Probablemente originaria de Egipto o de las costas mediterráneas del Cercano Oriente, mil años antes de Cristo, el Argo Navis llegó a Occidente gracias a los astrónomos griegos. Claudio Ptolomeo (c 110–170) la llegó a incluir en las 48 constelaciones de su Almagesto. Desde la Antigüedad hasta la Edad Moderna esta constelación presentó dos grandes problemas: era tan grande que los astrónomos tenían muy complicado su manejo, y el grupo de estrellas que la formaba sólo alcanzaba para dibujar un barco sin proa.

Construir con las estrellas una imagen armónica y bella, de sencillo y fácil manejo astronómico, puso a prueba el ingenio y la imaginación de los mejores cartógrafos y astrónomos de su tiempo. Personajes como Eudoxo de Cnido (c 390–337 a.C.), Arato de Solos (310–240 a.C.), Eratóstenes de Cirene (276–194 a.C.), Cayo Julio Higinio (c 64 a.C.–17 d.C.) y otros más proporcionaron diferentes explicaciones para salvar la imagen fragmentada del Argo.
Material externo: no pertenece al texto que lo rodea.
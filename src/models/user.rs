use chrono::{DateTime, Utc};
use rusqlite::Row;
use serde::{Deserialize, Serialize};

use super::FromSqliteRow;

/// Provider id of the email/password account linked to every user.
pub const CREDENTIAL_PROVIDER: &str = "credential";

pub const MIN_PASSWORD_LENGTH: usize = 8;

pub const DUPLICATE_EMAIL_MESSAGE: &str = "An account with this email already exists";

#[derive(Debug, Clone, Serialize, Deserialize)]
#[serde(rename_all = "camelCase")]
pub struct User {
    pub id: String,
    pub name: String,
    pub email: String,
    pub email_verified: bool,
    pub image: Option<String>,
    pub created_at: DateTime<Utc>,
    pub updated_at: DateTime<Utc>,
}

impl FromSqliteRow for User {
    fn from_row(row: &Row) -> rusqlite::Result<Self> {
        Ok(Self {
            id: row.get("id")?,
            name: row.get("name")?,
            email: row.get("email")?,
            email_verified: row.get("email_verified")?,
            image: row.get("image")?,
            created_at: row.get("created_at")?,
            updated_at: row.get("updated_at")?,
        })
    }
}

/// The stored password credential of a user.
#[derive(Debug, Clone)]
pub struct Account {
    pub user_id: String,
    pub provider_id: String,
    pub password: Option<String>,
}

impl FromSqliteRow for Account {
    fn from_row(row: &Row) -> rusqlite::Result<Self> {
        Ok(Self {
            user_id: row.get("user_id")?,
            provider_id: row.get("provider_id")?,
            password: row.get("password")?,
        })
    }
}

#[derive(Debug, Deserialize)]
pub struct CreateUser {
    pub name: String,
    pub email: String,
    pub password: String,
}

impl CreateUser {
    /// Trimmed name and lower-cased email, or the first problem found.
    pub fn normalized(&self) -> Result<(String, String), String> {
        let name = self.name.trim();
        if name.is_empty() {
            return Err("Name is required".to_string());
        }
        let email = normalize_email(&self.email)?;
        if self.password.len() < MIN_PASSWORD_LENGTH {
            return Err(format!(
                "Password must be at least {} characters",
                MIN_PASSWORD_LENGTH
            ));
        }
        Ok((name.to_string(), email))
    }
}

#[derive(Debug, Deserialize)]
pub struct LoginCredentials {
    pub email: String,
    pub password: String,
}

#[derive(Debug, Deserialize)]
pub struct UpdateProfile {
    pub name: String,
}

pub fn normalize_email(email: &str) -> Result<String, String> {
    let email = email.trim().to_lowercase();
    match email.split_once('@') {
        Some((local, domain)) if !local.is_empty() && domain.contains('.') => Ok(email),
        _ => Err("A valid email address is required".to_string()),
    }
}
Propusieron que se movía en reversa, jalado de su popa; que la proa estaba escondida detrás de un banco de niebla, o que aún se encontraba cruzando entre las rocas Simplégades o Cianeas, aludiendo al relato de Jasón y el Vellocino de Oro.

Dibujar algo en los cielos —y que perdure— requiere de gran imaginación, de la inspiración, de una buena historia, del soporte de alguna leyenda famosa o de un mito interesante.
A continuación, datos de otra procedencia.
use axum::extract::State;
use serde::Deserialize;

use crate::error::Result;
use crate::middleware::AuthUser;
use crate::models::stats::DEFAULT_RECENT_ACTIVITY_LIMIT;
use crate::models::{OverallStats, RecentActivity, RepStats, RunStats, TimeStats};
use crate::procedure::{check_limit, Procedure, ProcedureInput, UserInput};
use crate::repositories::StatsRepository;

#[derive(Clone)]
pub struct StatsState {
    pub stats_repo: StatsRepository,
}

#[derive(Deserialize)]
#[serde(rename_all = "camelCase")]
pub struct TemplateFilterInput {
    user_id: String,
    #[serde(default)]
    template_id: Option<String>,
}

impl TemplateFilterInput {
    /// A blank `templateId` means no filter.
    fn template_filter(&self) -> Option<&str> {
        self.template_id
            .as_deref()
            .map(str::trim)
            .filter(|id| !id.is_empty())
    }
}

#[derive(Deserialize)]
#[serde(rename_all = "camelCase")]
pub struct RecentActivityInput {
    user_id: String,
    #[serde(default = "default_recent_limit")]
    limit: i64,
}

fn default_recent_limit() -> i64 {
    DEFAULT_RECENT_ACTIVITY_LIMIT
}

pub async fn overall(
    State(state): State<StatsState>,
    auth_user: AuthUser,
    ProcedureInput(input): ProcedureInput<UserInput>,
) -> Result<Procedure<OverallStats>> {
    auth_user.ensure_owner(&input.user_id)?;

    let total_completed_workouts = state.stats_repo.count_completed(&auth_user.id).await?;
    Ok(Procedure(OverallStats {
        total_completed_workouts,
    }))
}

pub async fn runs(
    State(state): State<StatsState>,
    auth_user: AuthUser,
    ProcedureInput(input): ProcedureInput<UserInput>,
) -> Result<Procedure<RunStats>> {
    auth_user.ensure_owner(&input.user_id)?;

    let rows = state.stats_repo.run_rows(&auth_user.id).await?;
    Ok(Procedure(RunStats::from_rows(&rows)))
}

pub async fn reps(
    State(state): State<StatsState>,
    auth_user: AuthUser,
    ProcedureInput(input): ProcedureInput<TemplateFilterInput>,
) -> Result<Procedure<RepStats>> {
    auth_user.ensure_owner(&input.user_id)?;

    let rows = state
        .stats_repo
        .rep_rows(&auth_user.id, input.template_filter())
        .await?;
    Ok(Procedure(RepStats::from_rows(&rows)))
}

pub async fn time(
    State(state): State<StatsState>,
    auth_user: AuthUser,
    ProcedureInput(input): ProcedureInput<TemplateFilterInput>,
) -> Result<Procedure<TimeStats>> {
    auth_user.ensure_owner(&input.user_id)?;

    let rows = state
        .stats_repo
        .time_rows(&auth_user.id, input.template_filter())
        .await?;
    Ok(Procedure(TimeStats::from_rows(&rows)))
}

pub async fn recent_activity(
    State(state): State<StatsState>,
    auth_user: AuthUser,
    ProcedureInput(input): ProcedureInput<RecentActivityInput>,
) -> Result<Procedure<Vec<RecentActivity>>> {
    auth_user.ensure_owner(&input.user_id)?;
    let limit = check_limit(input.limit)?;

    let activity = state
        .stats_repo
        .recent_activity(&auth_user.id, limit)
        .await?;
    Ok(Procedure(activity))
}
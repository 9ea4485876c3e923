use chrono::Utc;
use uuid::Uuid;

use crate::db::DbPool;
use crate::error::{AppError, Result};
use crate::models::{CreateWorkout, FromSqliteRow, Workout};

/// Access to the standalone `workouts` table kept for older clients.
#[derive(Clone)]
pub struct WorkoutRepository {
    pool: DbPool,
}

impl WorkoutRepository {
    pub fn new(pool: DbPool) -> Self {
        Self { pool }
    }

    pub async fn find_by_user(&self, user_id: &str) -> Result<Vec<Workout>> {
        let pool = self.pool.clone();
        let user_id = user_id.to_string();
        tokio::task::spawn_blocking(move || {
            let conn = pool.get()?;
            let mut stmt = conn.prepare(
                "SELECT * FROM workouts WHERE user_id = ? ORDER BY completed_at DESC, rowid DESC",
            )?;
            let workouts = stmt
                .query_map([&user_id], Workout::from_row)?
                .collect::<rusqlite::Result<Vec<_>>>()?;
            Ok(workouts)
        })
        .await
        .map_err(|e| AppError::Internal(e.to_string()))?
    }

    pub async fn create(&self, input: CreateWorkout) -> Result<Workout> {
        self.create_at(input, Utc::now()).await
    }

    pub async fn create_at(
        &self,
        input: CreateWorkout,
        completed_at: chrono::DateTime<Utc>,
    ) -> Result<Workout> {
        let workout = Workout {
            id: Uuid::new_v4().to_string(),
            user_id: input.user_id,
            name: input.name.trim().to_string(),
            description: input.description,
            duration: input.duration,
            calories_burned: input.calories_burned,
            completed_at,
            created_at: completed_at,
            updated_at: completed_at,
        };

        let pool = self.pool.clone();
        let row = workout.clone();
        tokio::task::spawn_blocking(move || -> Result<()> {
            let conn = pool.get()?;
            conn.execute(
                "INSERT INTO workouts
                    (id, user_id, name, description, duration, calories_burned, completed_at, created_at, updated_at)
                 VALUES (?, ?, ?, ?, ?, ?, ?, ?, ?)",
                rusqlite::params![
                    row.id,
                    row.user_id,
                    row.name,
                    row.description,
                    row.duration,
                    row.calories_burned,
                    row.completed_at,
                    row.created_at,
                    row.updated_at,
                ],
            )?;
            Ok(())
        })
        .await
        .map_err(|e| AppError::Internal(e.to_string()))??;

        Ok(workout)
    }
}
Desde el Medievo hasta la Modernidad estas ideas inspiraron a muchos cartógrafos, quienes las plasmaron en bellísimos planisferios celestes. Abd al–Rahman al–Sufí (903–986), Alberto Durero (1471–1528), Andreas Cellarius (c 1596–1665), Johann Bayer (1572–1625), Gerard Mercator (1512–1594), Johannes Regiomontano (1436–1476), Zacharias Bornmann (1500–1599) y muchos otros realizaron verdaderas obras de arte dibujando los pasajes mitológicos que explicaban la forma de la constelación.

El astrónomo y matemático Edmund Halley —conocido principalmente por el cometa— tuvo una idea muy ingeniosa y mucho más redituable: escondió la proa del Argo Navis detrás de un roble, “The Royal Oak”, el que salvó la vida de Carlos II de Inglaterra.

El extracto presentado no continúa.